Mapa dos Desaparecidos no Brasil também mostra uma expressiva quantidade de adolescentes de 12 a 17 anos entre as pessoas desaparecidas, que representam 29,3% do total dos casos. Apesar de os adolescentes constituírem o principal grupo de desaparecidos na maior parte do país, o estudo pontua que o trabalho de investigação nestes casos em geral não é priorizado pelas Polícias Civis, por serem compreendidos como “problema de família”. Nessa perspectiva, não apenas as causas, mas também as responsabilidades e possibilidades de solução são deslocadas para o interior das unidades domésticas.
Para se ter uma ideia da dimensão do problema, a taxa média no Brasil é de 29,5 desaparecidos por grupo de 100 mil pessoas, enquanto a de adolescentes chega a 84,4 desaparecimentos para cada 100 mil pessoas, 2,8 vezes superior à média nacional. O estudo também permitiu um recorte de raça entre os casos analisados. Do total de ocorrências com informação étnico-racial nos boletins, 54,3% são pretos e pardos; 45%, brancos.
No caso das pessoas localizadas, que somaram 122.246 no período, ocorre o inverso: constata-se que que os pretos e pardos são 45,1% do total de localizados, contra 54,1% dos brancos localizados. Importante ressaltar que mais de mais de um quarto dos boletins (25,7%) analisados não contém informação sobre a raça das pessoas. Entre as pessoas localizadas, 60,3% são homens e 39,7%, mulheres. Os adolescentes de 12 a 17 anos são 30,1% do total dos casos.

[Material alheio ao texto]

//! 子智能体：隔离调度
//!
//! 把命名的 SubAgentSpec 作为隔离的嵌套运行执行，并只回折有限的副作用集合。
//! 上下文检疫（context quarantine）是核心不变式：信息只通过任务描述与当前文件快照流入
//! 子智能体，只通过文件 delta 与单条摘要消息流出；父级对话历史对嵌套运行不可见，
//! 嵌套运行也绝不触碰父级 messages。spec.tool_names 在构造期校验（ToolUnavailable 致命），
//! 调度期只做兜底。子智能体可递归调度子智能体。

use std::collections::HashMap;
use std::sync::Arc;

use serde::{Deserialize, Serialize};

use crate::core::state::{AgentState, Message};
use crate::core::turn::run_to_completion;
use crate::core::AgentError;
use crate::llm::{LlmClient, ModelSettings};
use crate::store::FileStore;
use crate::tools::{TaskTool, ToolExecutor, ToolRegistry};

/// 保留的通用子智能体名：父级完整指令 + 完整工具集
pub const GENERAL_PURPOSE: &str = "general-purpose";

/// 子智能体规格；父 Agent 构造完成后不可变
#[derive(Clone, Debug, Serialize, Deserialize)]
pub struct SubAgentSpec {
    pub name: String,
    /// 供父级决定是否调度（进入 task 工具描述）
    pub description: String,
    /// 嵌套运行的 system prompt
    pub prompt: String,
    /// 限定嵌套运行可用的工具子集；None 表示完整继承父级工具集
    #[serde(default, skip_serializing_if = "Option::is_none")]
    pub tool_names: Option<Vec<String>>,
    /// 仅对该嵌套运行生效的模型配置覆盖
    #[serde(default, skip_serializing_if = "Option::is_none")]
    pub model_settings: Option<ModelSettings>,
}

impl SubAgentSpec {
    pub fn new(
        name: impl Into<String>,
        description: impl Into<String>,
        prompt: impl Into<String>,
    ) -> Self {
        Self {
            name: name.into(),
            description: description.into(),
            prompt: prompt.into(),
            tool_names: None,
            model_settings: None,
        }
    }

    pub fn with_tool_names(mut self, names: Vec<String>) -> Self {
        self.tool_names = Some(names);
        self
    }

    pub fn with_model_settings(mut self, settings: ModelSettings) -> Self {
        self.model_settings = Some(settings);
        self
    }
}

/// 嵌套运行回折给父级的副作用集合：文件终态 + 单条摘要
#[derive(Debug)]
pub struct SubAgentResult {
    pub files: FileStore,
    pub summary: String,
}

/// 子智能体运行时：规格表 + 父级基础工具 + LLM，按名调度嵌套运行
pub struct SubAgentRuntime {
    llm: Arc<dyn LlmClient>,
    /// 父级基础注册表（内置 + 用户工具，不含 task 工具；task 每次调度时重新挂上以支持递归）
    base_tools: Arc<ToolRegistry>,
    specs: HashMap<String, SubAgentSpec>,
    /// 注册顺序（task 工具描述用）
    order: Vec<String>,
    settings: ModelSettings,
    max_turns: usize,
    tool_timeout_secs: u64,
}

impl SubAgentRuntime {
    /// 构造运行时：隐式注册 general-purpose（父级指令、完整工具集），
    /// 并逐一校验 spec.tool_names 都在父级注册表内——缺失即 ToolUnavailable，构造期致命
    pub fn new(
        llm: Arc<dyn LlmClient>,
        base_tools: Arc<ToolRegistry>,
        instructions: &str,
        subagents: Vec<SubAgentSpec>,
        settings: ModelSettings,
        max_turns: usize,
        tool_timeout_secs: u64,
    ) -> Result<Self, AgentError> {
        let mut specs = HashMap::new();
        let mut order = Vec::new();

        let general = SubAgentSpec::new(
            GENERAL_PURPOSE,
            "General-purpose agent with the full tool set, for multi-step tasks",
            instructions,
        );
        order.push(general.name.clone());
        specs.insert(general.name.clone(), general);

        for spec in subagents {
            if let Some(names) = &spec.tool_names {
                for name in names {
                    if !base_tools.contains(name) && name != TaskTool::NAME {
                        return Err(AgentError::ToolUnavailable {
                            subagent: spec.name.clone(),
                            tool: name.clone(),
                        });
                    }
                }
            }
            if !specs.contains_key(&spec.name) {
                order.push(spec.name.clone());
            }
            specs.insert(spec.name.clone(), spec);
        }

        Ok(Self {
            llm,
            base_tools,
            specs,
            order,
            settings,
            max_turns,
            tool_timeout_secs,
        })
    }

    /// "- name: description" 列表（task 工具描述用）
    pub fn agent_catalog(&self) -> String {
        self.order
            .iter()
            .filter_map(|name| self.specs.get(name))
            .map(|spec| format!("- {}: {}", spec.name, spec.description))
            .collect::<Vec<_>>()
            .join("\n")
    }

    /// 调度一次嵌套运行：全新消息序列（仅 spec prompt + 任务描述）、受限注册表、
    /// 可覆盖的模型配置；跑到嵌套运行自身完成后回折 {文件终态, 摘要}
    pub async fn dispatch(
        self: &Arc<Self>,
        name: &str,
        task: &str,
        files: FileStore,
    ) -> Result<SubAgentResult, AgentError> {
        let spec = self
            .specs
            .get(name)
            .ok_or_else(|| AgentError::UnknownSubAgent(name.to_string()))?;

        let mut registry = match &spec.tool_names {
            Some(names) => self.base_tools.subset(names)?,
            None => (*self.base_tools).clone(),
        };
        // 递归调度：嵌套注册表总是带上 task 工具
        registry.register(TaskTool::new(self.clone()));

        let executor = ToolExecutor::new(Arc::new(registry), self.tool_timeout_secs);
        let settings = spec
            .model_settings
            .clone()
            .unwrap_or_else(|| self.settings.clone());

        tracing::info!(subagent = %name, "dispatching sub-agent");

        let mut state = AgentState::with_files(files);
        state.messages.push(Message::user(task));

        let (state, summary) = run_to_completion(
            self.llm.as_ref(),
            &executor,
            &spec.prompt,
            &settings,
            state,
            self.max_turns,
        )
        .await?;

        tracing::info!(subagent = %name, files = state.files.len(), "sub-agent completed");
        Ok(SubAgentResult {
            files: state.files,
            summary,
        })
    }
}

#[cfg(test)]
mod tests {
    use super::*;
    use crate::llm::MockLlmClient;
    use crate::tools::{LsTool, ReadFileTool, WriteFileTool};

    fn base_tools() -> Arc<ToolRegistry> {
        let mut registry = ToolRegistry::new();
        registry.register(ReadFileTool);
        registry.register(WriteFileTool);
        registry.register(LsTool);
        Arc::new(registry)
    }

    fn runtime(subagents: Vec<SubAgentSpec>) -> Result<SubAgentRuntime, AgentError> {
        SubAgentRuntime::new(
            Arc::new(MockLlmClient::new()),
            base_tools(),
            "You are a helpful assistant.",
            subagents,
            ModelSettings::new("mock"),
            10,
            5,
        )
    }

    #[test]
    fn test_general_purpose_always_present() {
        let runtime = runtime(vec![]).unwrap();
        assert!(runtime.specs.contains_key(GENERAL_PURPOSE));
        assert!(runtime.agent_catalog().contains(GENERAL_PURPOSE));
    }

    #[test]
    fn test_unknown_tool_name_fails_at_construction() {
        let spec = SubAgentSpec::new("researcher", "finds things", "Research.")
            .with_tool_names(vec!["read_file".to_string(), "browse".to_string()]);
        let Err(err) = runtime(vec![spec]) else {
            panic!("expected ToolUnavailable");
        };
        assert!(matches!(
            err,
            AgentError::ToolUnavailable { ref tool, .. } if tool == "browse"
        ));
    }

    #[tokio::test]
    async fn test_dispatch_unknown_subagent() {
        let runtime = Arc::new(runtime(vec![]).unwrap());
        let err = runtime
            .dispatch("nope", "do something", FileStore::new())
            .await
            .unwrap_err();
        assert!(matches!(err, AgentError::UnknownSubAgent(_)));
    }

    #[tokio::test]
    async fn test_dispatch_runs_to_completion() {
        // mock 脚本为空：直接回显任务描述为最终回复
        let runtime = Arc::new(runtime(vec![]).unwrap());
        let result = runtime
            .dispatch(GENERAL_PURPOSE, "summarize the files", FileStore::new())
            .await
            .unwrap();
        assert!(result.summary.contains("summarize the files"));
    }
}
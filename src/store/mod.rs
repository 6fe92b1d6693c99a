//! 回合作用域存储：虚拟文件与任务清单

pub mod files;
pub mod todos;

pub use files::FileStore;
pub use todos::{set_all, TodoItem, TodoStatus};
//! 虚拟文件内置工具：read_file / write_file / edit_file / ls
//!
//! 全部针对回合起点快照操作：读类工具只产出结果文本，写类工具把新内容放进 delta，
//! 由 merge 引擎按产生顺序落盘。文件相关错误以 "Error: ..." 文本返回给模型自行纠正。

use async_trait::async_trait;
use schemars::JsonSchema;
use serde::Deserialize;
use serde_json::Value;

use crate::core::merge::StateDelta;
use crate::core::state::TurnSnapshot;
use crate::core::AgentError;
use crate::tools::schema::schema_value;
use crate::tools::{Tool, ToolOutcome};

/// 单行超过该长度时截断（read_file 输出）
const MAX_LINE_CHARS: usize = 2000;

fn default_read_limit() -> usize {
    2000
}

fn parse_args<T: serde::de::DeserializeOwned>(args: Value) -> Result<T, String> {
    serde_json::from_value(args).map_err(|e| format!("Error: Invalid arguments: {e}"))
}

#[derive(Deserialize, JsonSchema)]
struct ReadFileArgs {
    /// 要读取的文件名
    file_path: String,
    /// 起始行（0 起），默认 0
    #[serde(default)]
    offset: usize,
    /// 最多读取的行数，默认 2000
    #[serde(default = "default_read_limit")]
    limit: usize,
}

/// read_file 工具：按行窗口读取，cat -n 风格行号输出
pub struct ReadFileTool;

#[async_trait]
impl Tool for ReadFileTool {
    fn name(&self) -> &str {
        "read_file"
    }

    fn description(&self) -> &str {
        "Read a file from the virtual file store. Args: {\"file_path\": \"name\", \"offset\": 0, \"limit\": 2000}"
    }

    fn parameters_schema(&self) -> Value {
        schema_value::<ReadFileArgs>()
    }

    async fn execute(&self, args: Value, snapshot: &TurnSnapshot) -> Result<ToolOutcome, String> {
        let args: ReadFileArgs = parse_args(args)?;
        let content = snapshot
            .files
            .read(&args.file_path)
            .map_err(|e| format!("Error: {e}"))?;

        if content.trim().is_empty() {
            return Ok(ToolOutcome::message(
                "System reminder: File exists but has empty contents",
            ));
        }

        let lines: Vec<&str> = content.lines().collect();
        if args.offset >= lines.len() {
            return Err(format!(
                "Error: Line offset {} exceeds file length ({} lines)",
                args.offset,
                lines.len()
            ));
        }

        let end = args.offset.saturating_add(args.limit).min(lines.len());
        let mut out = Vec::with_capacity(end - args.offset);
        for (i, line) in lines[args.offset..end].iter().enumerate() {
            let line: String = if line.chars().count() > MAX_LINE_CHARS {
                line.chars().take(MAX_LINE_CHARS).collect()
            } else {
                (*line).to_string()
            };
            out.push(format!("{:6}\t{}", args.offset + i + 1, line));
        }
        Ok(ToolOutcome::message(out.join("\n")))
    }
}

#[derive(Deserialize, JsonSchema)]
struct WriteFileArgs {
    /// 目标文件名（已存在则整体覆盖）
    file_path: String,
    /// 完整文件内容
    content: String,
}

/// write_file 工具：创建或覆盖文件
pub struct WriteFileTool;

#[async_trait]
impl Tool for WriteFileTool {
    fn name(&self) -> &str {
        "write_file"
    }

    fn description(&self) -> &str {
        "Create or overwrite a file in the virtual file store. Args: {\"file_path\": \"name\", \"content\": \"text\"}"
    }

    fn parameters_schema(&self) -> Value {
        schema_value::<WriteFileArgs>()
    }

    async fn execute(&self, args: Value, _snapshot: &TurnSnapshot) -> Result<ToolOutcome, String> {
        let args: WriteFileArgs = parse_args(args)?;
        let message = format!("Updated file {}", args.file_path);
        let delta = StateDelta::new().write_file(args.file_path, args.content);
        Ok(ToolOutcome::with_delta(message, delta))
    }
}

#[derive(Deserialize, JsonSchema)]
struct EditFileArgs {
    /// 目标文件名
    file_path: String,
    /// 待替换的原文本
    old_string: String,
    /// 替换后的文本
    new_string: String,
    /// true 时替换全部出现；false（默认）要求原文本唯一
    #[serde(default)]
    replace_all: bool,
}

/// edit_file 工具：精确字符串替换；非 replace_all 时要求匹配唯一
pub struct EditFileTool;

#[async_trait]
impl Tool for EditFileTool {
    fn name(&self) -> &str {
        "edit_file"
    }

    fn description(&self) -> &str {
        "Replace a string in a file. Args: {\"file_path\": \"name\", \"old_string\": \"...\", \"new_string\": \"...\", \"replace_all\": false}"
    }

    fn parameters_schema(&self) -> Value {
        schema_value::<EditFileArgs>()
    }

    async fn execute(&self, args: Value, snapshot: &TurnSnapshot) -> Result<ToolOutcome, String> {
        let args: EditFileArgs = parse_args(args)?;
        let (content, replaced) = snapshot
            .files
            .edit(&args.file_path, &args.old_string, &args.new_string, args.replace_all)
            .map_err(|e| match e {
                AgentError::AmbiguousMatch { needle, count, .. } => format!(
                    "Error: String '{}' appears {} times in file. Use replace_all=true to replace all instances, or provide a more specific string with surrounding context.",
                    needle, count
                ),
                other => format!("Error: {other}"),
            })?;

        let message = if args.replace_all {
            format!(
                "Successfully replaced {} instance(s) of the string in '{}'",
                replaced, args.file_path
            )
        } else {
            format!("Successfully replaced string in '{}'", args.file_path)
        };
        let delta = StateDelta::new().write_file(args.file_path, content);
        Ok(ToolOutcome::with_delta(message, delta))
    }
}

/// ls 工具：按插入顺序列出虚拟文件名
pub struct LsTool;

#[async_trait]
impl Tool for LsTool {
    fn name(&self) -> &str {
        "ls"
    }

    fn description(&self) -> &str {
        "List all files in the virtual file store. Args: {}"
    }

    async fn execute(&self, _args: Value, snapshot: &TurnSnapshot) -> Result<ToolOutcome, String> {
        let names = snapshot.files.list();
        if names.is_empty() {
            Ok(ToolOutcome::message("(no files)"))
        } else {
            Ok(ToolOutcome::message(names.join("\n")))
        }
    }
}

#[cfg(test)]
mod tests {
    use super::*;
    use crate::store::FileStore;
    use serde_json::json;

    fn snapshot_with(name: &str, content: &str) -> TurnSnapshot {
        let mut files = FileStore::new();
        files.write(name, content);
        TurnSnapshot {
            files,
            todos: vec![],
        }
    }

    #[tokio::test]
    async fn test_read_file_line_numbers() {
        let snapshot = snapshot_with("a.txt", "first\nsecond\nthird");
        let args = json!({"file_path": "a.txt", "offset": 1, "limit": 1});
        let outcome = ReadFileTool.execute(args, &snapshot).await.unwrap();
        assert_eq!(outcome.message, "     2\tsecond");
        assert!(outcome.delta.is_empty());
    }

    #[tokio::test]
    async fn test_read_file_huge_limit() {
        let snapshot = snapshot_with("a.txt", "first\nsecond\nthird");
        let args = json!({"file_path": "a.txt", "offset": 1, "limit": u64::MAX});
        let outcome = ReadFileTool.execute(args, &snapshot).await.unwrap();
        assert_eq!(outcome.message, "     2\tsecond\n     3\tthird");
    }

    #[tokio::test]
    async fn test_read_file_offset_past_end() {
        let snapshot = snapshot_with("a.txt", "only");
        let args = json!({"file_path": "a.txt", "offset": 9});
        let err = ReadFileTool.execute(args, &snapshot).await.unwrap_err();
        assert!(err.contains("exceeds file length"));
    }

    #[tokio::test]
    async fn test_read_missing_file() {
        let snapshot = TurnSnapshot::default();
        let err = ReadFileTool
            .execute(json!({"file_path": "nope.txt"}), &snapshot)
            .await
            .unwrap_err();
        assert_eq!(err, "Error: File 'nope.txt' not found");
    }

    #[tokio::test]
    async fn test_read_empty_file_reminder() {
        let snapshot = snapshot_with("empty.txt", "");
        let outcome = ReadFileTool
            .execute(json!({"file_path": "empty.txt"}), &snapshot)
            .await
            .unwrap();
        assert!(outcome.message.contains("empty contents"));
    }

    #[tokio::test]
    async fn test_write_file_delta() {
        let outcome = WriteFileTool
            .execute(
                json!({"file_path": "new.txt", "content": "hello"}),
                &TurnSnapshot::default(),
            )
            .await
            .unwrap();
        assert_eq!(outcome.message, "Updated file new.txt");
        assert_eq!(
            outcome.delta.file_writes,
            vec![("new.txt".to_string(), "hello".to_string())]
        );
    }

    #[tokio::test]
    async fn test_edit_file_ambiguous() {
        let snapshot = snapshot_with("a.txt", "x x");
        let err = EditFileTool
            .execute(
                json!({"file_path": "a.txt", "old_string": "x", "new_string": "y"}),
                &snapshot,
            )
            .await
            .unwrap_err();
        assert!(err.contains("appears 2 times"));
    }

    #[tokio::test]
    async fn test_edit_file_replace_all() {
        let snapshot = snapshot_with("a.txt", "x x");
        let outcome = EditFileTool
            .execute(
                json!({"file_path": "a.txt", "old_string": "x", "new_string": "y", "replace_all": true}),
                &snapshot,
            )
            .await
            .unwrap();
        assert!(outcome.message.contains("2 instance(s)"));
        assert_eq!(
            outcome.delta.file_writes,
            vec![("a.txt".to_string(), "y y".to_string())]
        );
    }

    #[tokio::test]
    async fn test_ls_insertion_order() {
        let mut files = FileStore::new();
        files.write("b.txt", "");
        files.write("a.txt", "");
        let snapshot = TurnSnapshot {
            files,
            todos: vec![],
        };
        let outcome = LsTool.execute(json!({}), &snapshot).await.unwrap();
        assert_eq!(outcome.message, "b.txt\na.txt");
    }
}
//! 虚拟文件存储
//!
//! 扁平的 name -> content 映射（无目录，名称为大小写敏感的不透明字符串），list 按插入顺序返回。
//! 读与 edit 是对当前快照的纯函数；写入只发生在合并阶段（merge 按 delta 产生顺序逐条 apply，
//! 同名冲突为 last-writer-wins）。revision 计数每次落盘写入递增，仅用于观测，不做冲突检测。

use std::collections::HashMap;

use serde::{Deserialize, Serialize};

use crate::core::AgentError;

/// 虚拟文件存储：插入顺序 + 内容映射 + 修订计数
#[derive(Clone, Debug, Default, Serialize, Deserialize, PartialEq, Eq)]
pub struct FileStore {
    order: Vec<String>,
    entries: HashMap<String, String>,
    revision: u64,
}

impl FileStore {
    pub fn new() -> Self {
        Self::default()
    }

    /// 读取文件内容；不存在返回 FileNotFound
    pub fn read(&self, name: &str) -> Result<&str, AgentError> {
        self.entries
            .get(name)
            .map(String::as_str)
            .ok_or_else(|| AgentError::FileNotFound(name.to_string()))
    }

    /// 创建或覆盖文件；覆盖保留首次插入时的列表位置
    pub fn write(&mut self, name: impl Into<String>, content: impl Into<String>) {
        let name = name.into();
        if !self.entries.contains_key(&name) {
            self.order.push(name.clone());
        }
        self.entries.insert(name, content.into());
        self.revision += 1;
    }

    /// 按插入顺序列出所有文件名
    pub fn list(&self) -> Vec<&str> {
        self.order.iter().map(String::as_str).collect()
    }

    /// 计算 edit 后的新内容，不修改存储本身（调用方将结果作为 delta 写入）。
    /// replace_all=false 且 needle 出现多次时返回 AmbiguousMatch；返回 (新内容, 替换次数)。
    pub fn edit(
        &self,
        name: &str,
        old: &str,
        new: &str,
        replace_all: bool,
    ) -> Result<(String, usize), AgentError> {
        let content = self.read(name)?;
        let count = content.matches(old).count();
        if count == 0 {
            return Err(AgentError::MatchNotFound(old.to_string()));
        }
        if replace_all {
            Ok((content.replace(old, new), count))
        } else if count > 1 {
            Err(AgentError::AmbiguousMatch {
                file: name.to_string(),
                needle: old.to_string(),
                count,
            })
        } else {
            Ok((content.replacen(old, new, 1), 1))
        }
    }

    pub fn contains(&self, name: &str) -> bool {
        self.entries.contains_key(name)
    }

    pub fn len(&self) -> usize {
        self.order.len()
    }

    pub fn is_empty(&self) -> bool {
        self.order.is_empty()
    }

    pub fn revision(&self) -> u64 {
        self.revision
    }

    /// 相对 base 新增或内容不同的条目（按本存储的插入顺序），用于子智能体回传文件 delta
    pub fn diff_from(&self, base: &FileStore) -> Vec<(String, String)> {
        self.order
            .iter()
            .filter_map(|name| {
                let content = &self.entries[name];
                match base.entries.get(name) {
                    Some(prev) if prev == content => None,
                    _ => Some((name.clone(), content.clone())),
                }
            })
            .collect()
    }
}

#[cfg(test)]
mod tests {
    use super::*;

    #[test]
    fn test_write_read_list_order() {
        let mut store = FileStore::new();
        store.write("b.txt", "bee");
        store.write("a.txt", "ant");
        store.write("b.txt", "wasp"); // 覆盖不改变位置

        assert_eq!(store.read("b.txt").unwrap(), "wasp");
        assert_eq!(store.list(), vec!["b.txt", "a.txt"]);
        assert_eq!(store.revision(), 3);
    }

    #[test]
    fn test_read_not_found() {
        let store = FileStore::new();
        assert!(matches!(
            store.read("nope.txt"),
            Err(AgentError::FileNotFound(_))
        ));
    }

    #[test]
    fn test_edit_single_occurrence() {
        let mut store = FileStore::new();
        store.write("a.txt", "hello world");
        let (content, n) = store.edit("a.txt", "world", "bee", false).unwrap();
        assert_eq!(content, "hello bee");
        assert_eq!(n, 1);
        // edit 是纯函数，存储未变
        assert_eq!(store.read("a.txt").unwrap(), "hello world");
    }

    #[test]
    fn test_edit_ambiguous_leaves_store_unchanged() {
        let mut store = FileStore::new();
        store.write("a.txt", "x x");
        let err = store.edit("a.txt", "x", "y", false).unwrap_err();
        assert!(matches!(err, AgentError::AmbiguousMatch { count: 2, .. }));
        assert_eq!(store.read("a.txt").unwrap(), "x x");
    }

    #[test]
    fn test_edit_replace_all() {
        let mut store = FileStore::new();
        store.write("a.txt", "x x x");
        let (content, n) = store.edit("a.txt", "x", "y", true).unwrap();
        assert_eq!(content, "y y y");
        assert_eq!(n, 3);
    }

    #[test]
    fn test_edit_match_not_found() {
        let mut store = FileStore::new();
        store.write("a.txt", "hello");
        assert!(matches!(
            store.edit("a.txt", "absent", "y", false),
            Err(AgentError::MatchNotFound(_))
        ));
        assert!(matches!(
            store.edit("missing.txt", "x", "y", false),
            Err(AgentError::FileNotFound(_))
        ));
    }

    #[test]
    fn test_diff_from() {
        let mut base = FileStore::new();
        base.write("keep.txt", "same");
        base.write("change.txt", "old");

        let mut next = base.clone();
        next.write("change.txt", "new");
        next.write("added.txt", "fresh");

        let diff = next.diff_from(&base);
        assert_eq!(
            diff,
            vec![
                ("change.txt".to_string(), "new".to_string()),
                ("added.txt".to_string(), "fresh".to_string()),
            ]
        );
    }
}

A pandemia produziu impactos também no número de desaparecidos. De 2019 para 2021, a taxa caiu 22,3% em praticamente todas as faixas etárias, com exceção do número de desaparecidos entre 40 e 49 anos, que cresceu 2,6%. O estudo pontua que o crescimento nessa camada da população pode estar associado à perda de emprego e renda na pandemia.
“Adultos atingidos pelo desemprego e sem perspectivas de reinserção no mercado de trabalho, dado o contexto dos primeiros meses de pandemia, podem ter se somado às estatísticas dos desaparecimentos voluntários: sem renda, isolados pelo vírus e impossibilitados de pagar o aluguel, a única alternativa, para muitos, pode ter sido as ruas” afirma Talita Nascimento, pesquisadora do FBSP e uma das autoras do estudo. Segundo a publicação, pesquisa divulgada em 2021 pelo Observatório Brasileiro de Políticas Públicas, da Universidade Federal de Minas Gerais, estimou que entre janeiro e maio de 2020, mais de 26 mil novas pessoas se encontravam em situação de rua no Brasil.
Mapa dos Desaparecidos inclui também uma discussão sobre a Lei 13.816/19, que cria a Política Nacional de Pessoas Desaparecidas, cujos resultados são, até o momento, nada animadores. “Infelizmente, estamos falando de um problema que atinge os brasileiros há décadas e que recebe pouca atenção do Poder Público. Os desaparecimentos são um problema que aflige famílias, que muitas vezes obtêm êxito em suas buscas por um familiar, mas em outras acabam vivendo com essa dúvida sobre seu paradeiro por décadas”, destaca Lima. “Com esse estudo, queremos jogar luz sobre esse problema e mostrar que existem soluções para integração de bancos de dados e trocas de informação entre os diferentes níveis federais, sem que sejam necessários grandes investimentos em tecnologia. Para o FBSP, o foco não deve ser concentrado só na tecnologia, mas, antes, na pactuação de protocolos, regras de cooperação inter e intrafederativa e, sobretudo, na ideia de que segurança, como um direito social, exige um olhar que não esteja preso às dinâmicas criminais apenas”.